Bab Sebta (Ceuta’s Gate, 2019) by Moroccan-French artist Randa Maroufi (Casablanca, 1987) reconstructs situations at one of the three land border crossings between Morocco and Spain (and between Africa and the European Union), that of Ceuta. Thousands of people depend on crossing this border every day, including an intense traffic of smuggled goods that are sold in the north of Morocco at advantageous prices.
Maroufi follows the routes of some of these people to observe daily life at the border, where Spanish police and customs agents exercise a control that is challenged by the various strategies of the smugglers waiting patiently for their turn to cross.
Borders separating nation-states are generally places that alternate between relatively restricted control and porosity. In the case of Ceuta, Maroufi observes the almost performative nature of the rituals involved in the movement of goods and people from one side to the other, as well as the interactions and negotiations that enable this.
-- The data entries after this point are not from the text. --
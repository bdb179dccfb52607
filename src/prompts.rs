//! Rule-based translation of placeholder context into English image prompts.

use crate::analysis::{char_len, truncate_chars};
use crate::tables::{
    CLOSING_PHRASE, GENERIC_INTERFACE_PHRASE, KEYWORD_MAP, OPTIMIZE_COMPOSITION_PHRASE,
    OPTIMIZE_QUALITY_PHRASE, SAMPLE_PROMPTS, TOPIC_RULES, image_type_suffix, quality_phrase,
    style_phrase,
};
use crate::types::{ImagePlaceholder, ImageType, PromptConfig};

pub const MAX_PROMPT_CHARS: usize = 300;
const MAX_MAPPED_TERMS: usize = 3;
const ENGLISH_RATIO: f64 = 0.7;

#[derive(Debug, Clone, PartialEq)]
pub struct PromptResult {
    pub placeholder: ImagePlaceholder,
    pub prompt: String,
}

/// Build the final prompt for one placeholder: core content, optional style,
/// quality and a closing phrase, clipped to [`MAX_PROMPT_CHARS`].
pub fn generate(placeholder: &ImagePlaceholder, config: &PromptConfig) -> String {
    let mut prompt = core_content(&placeholder.context, &placeholder.suggested_prompt);
    if config.include_style {
        prompt.push_str(", ");
        prompt.push_str(style_phrase(config.style));
    }
    prompt.push_str(", ");
    prompt.push_str(quality_phrase(config.quality));
    prompt.push_str(", ");
    prompt.push_str(CLOSING_PHRASE);

    if char_len(&prompt) > MAX_PROMPT_CHARS {
        prompt = format!("{}...", truncate_chars(&prompt, MAX_PROMPT_CHARS - 3));
    }
    prompt.trim().to_string()
}

/// One prompt per placeholder, in input order.
pub fn generate_batch(
    placeholders: &[ImagePlaceholder],
    config: &PromptConfig,
) -> Vec<PromptResult> {
    placeholders
        .iter()
        .map(|placeholder| PromptResult {
            placeholder: placeholder.clone(),
            prompt: generate(placeholder, config),
        })
        .collect()
}

/// Lowercase, drop repeated comma-separated terms, then make sure the prompt
/// asks for quality and composition.
pub fn optimize(prompt: &str) -> String {
    let mut terms: Vec<String> = Vec::new();
    for term in prompt.split(',') {
        let term = term.trim().to_lowercase();
        if !term.is_empty() && !terms.contains(&term) {
            terms.push(term);
        }
    }

    let joined = terms.join(", ");
    let needs_quality = !joined.contains("quality") && !joined.contains("detailed");
    let needs_composition = !joined.contains("composition") && !joined.contains("layout");
    for (needed, phrase) in [
        (needs_quality, OPTIMIZE_QUALITY_PHRASE),
        (needs_composition, OPTIMIZE_COMPOSITION_PHRASE),
    ] {
        if needed && !terms.iter().any(|term| term == phrase) {
            terms.push(phrase.to_string());
        }
    }
    terms.join(", ")
}

pub fn adjust_for_image_type(prompt: &str, image_type: &str) -> String {
    match ImageType::parse(image_type) {
        Some(image_type) => format!("{}, {}", prompt, image_type_suffix(image_type)),
        None => prompt.to_string(),
    }
}

pub fn sample_prompts() -> Vec<String> {
    SAMPLE_PROMPTS.iter().map(|prompt| prompt.to_string()).collect()
}

/// ASCII letters and whitespace make up more than 70% of the characters.
pub fn is_english(text: &str) -> bool {
    let total = char_len(text);
    if total == 0 {
        return false;
    }
    let english = text
        .chars()
        .filter(|ch| ch.is_ascii_alphabetic() || ch.is_whitespace())
        .count();
    english as f64 / total as f64 > ENGLISH_RATIO
}

fn core_content(context: &str, suggested_prompt: &str) -> String {
    if is_english(suggested_prompt) {
        return suggested_prompt.to_string();
    }
    let terms: Vec<&str> = KEYWORD_MAP
        .iter()
        .filter(|(source, _)| context.contains(source))
        .map(|(_, english)| *english)
        .take(MAX_MAPPED_TERMS)
        .collect();
    if terms.is_empty() {
        topic_phrase(context).to_string()
    } else {
        terms.join(", ")
    }
}

fn topic_phrase(context: &str) -> &'static str {
    TOPIC_RULES
        .iter()
        .find(|rule| rule.patterns.iter().any(|pattern| context.contains(pattern)))
        .map(|rule| rule.phrase)
        .unwrap_or(GENERIC_INTERFACE_PHRASE)
}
How relationships are formed in specific spaces and how people move through these lies at the heart of many of Maroufi’s projects.
Bab Sebta is not a documentary film, but rather a form of interpreting a coded liminal space. Produced in a factory converted into a film studio, Maroufi collaborated with people who come and go between Morocco and the enclave of Ceuta by using two perspectives: an overhead one that refers to a distanced, supposedly objective view of the territory, and frontal shots that allow us to affectively approach the gestures, corporealities and materialities that make up these scenarios.
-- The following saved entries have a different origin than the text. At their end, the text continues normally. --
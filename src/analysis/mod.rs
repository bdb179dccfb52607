//! Content analysis: finds the spots in a document that would benefit from an
//! illustrative image.
//!
//! Both entry points are pure functions of their input. Any string is valid
//! input; unparseable or empty content simply yields fewer placeholders.

mod article;
mod markup;

pub use article::analyze_text;
pub use markup::analyze_markup;

use crate::tables::{GENERIC_SCORE_PHRASE, IMAGE_CATEGORIES};

/// Score threshold for markup content units and image fallbacks.
pub const MARKUP_THRESHOLD: f64 = 0.6;
/// Score threshold for article lines.
pub const ARTICLE_THRESHOLD: f64 = 0.7;
pub(crate) const CONTEXT_LIMIT: usize = 200;

/// Outcome of the keyword heuristic for one piece of text.
#[derive(Debug, Clone, Copy, PartialEq)]
pub struct ImageNeed {
    pub score: f64,
    pub phrase: &'static str,
}

impl ImageNeed {
    pub fn is_generic(&self) -> bool {
        self.phrase == GENERIC_SCORE_PHRASE
    }
}

/// Bag-of-keywords score in `[0, 1]` plus the phrase of the winning category.
///
/// Each category contributes `weight * matched / total`. The best score wins;
/// on a tie the later category in table order takes the phrase.
pub fn score(text: &str) -> ImageNeed {
    let mut best = 0.0;
    let mut phrase = None;
    for category in IMAGE_CATEGORIES {
        let matched = category
            .keywords
            .iter()
            .filter(|keyword| text.contains(*keyword))
            .count();
        if matched == 0 {
            continue;
        }
        let candidate = category.weight * (matched as f64 / category.keywords.len() as f64);
        if candidate >= best {
            best = candidate;
            phrase = Some(category.phrase);
        }
    }
    ImageNeed {
        score: best,
        phrase: phrase.unwrap_or(GENERIC_SCORE_PHRASE),
    }
}

pub(crate) fn char_len(text: &str) -> usize {
    text.chars().count()
}

pub(crate) fn truncate_chars(text: &str, limit: usize) -> &str {
    match text.char_indices().nth(limit) {
        Some((index, _)) => &text[..index],
        None => text,
    }
}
The Z Gallery is a space that explores new ways of associating film with art. It is neither a film season in a cinema nor a typical exhibition. It is a project that constructs a third space in the museum from which to visualise and analyse works by artists approaching the cinematographic field and filmmakers exploring the exhibition format. It is a programme that was created to think about the moving image in the museum, introducing authors seeking new narrative forms by questioning the conventions, genres and categorisations that have historically defined cinematographic language.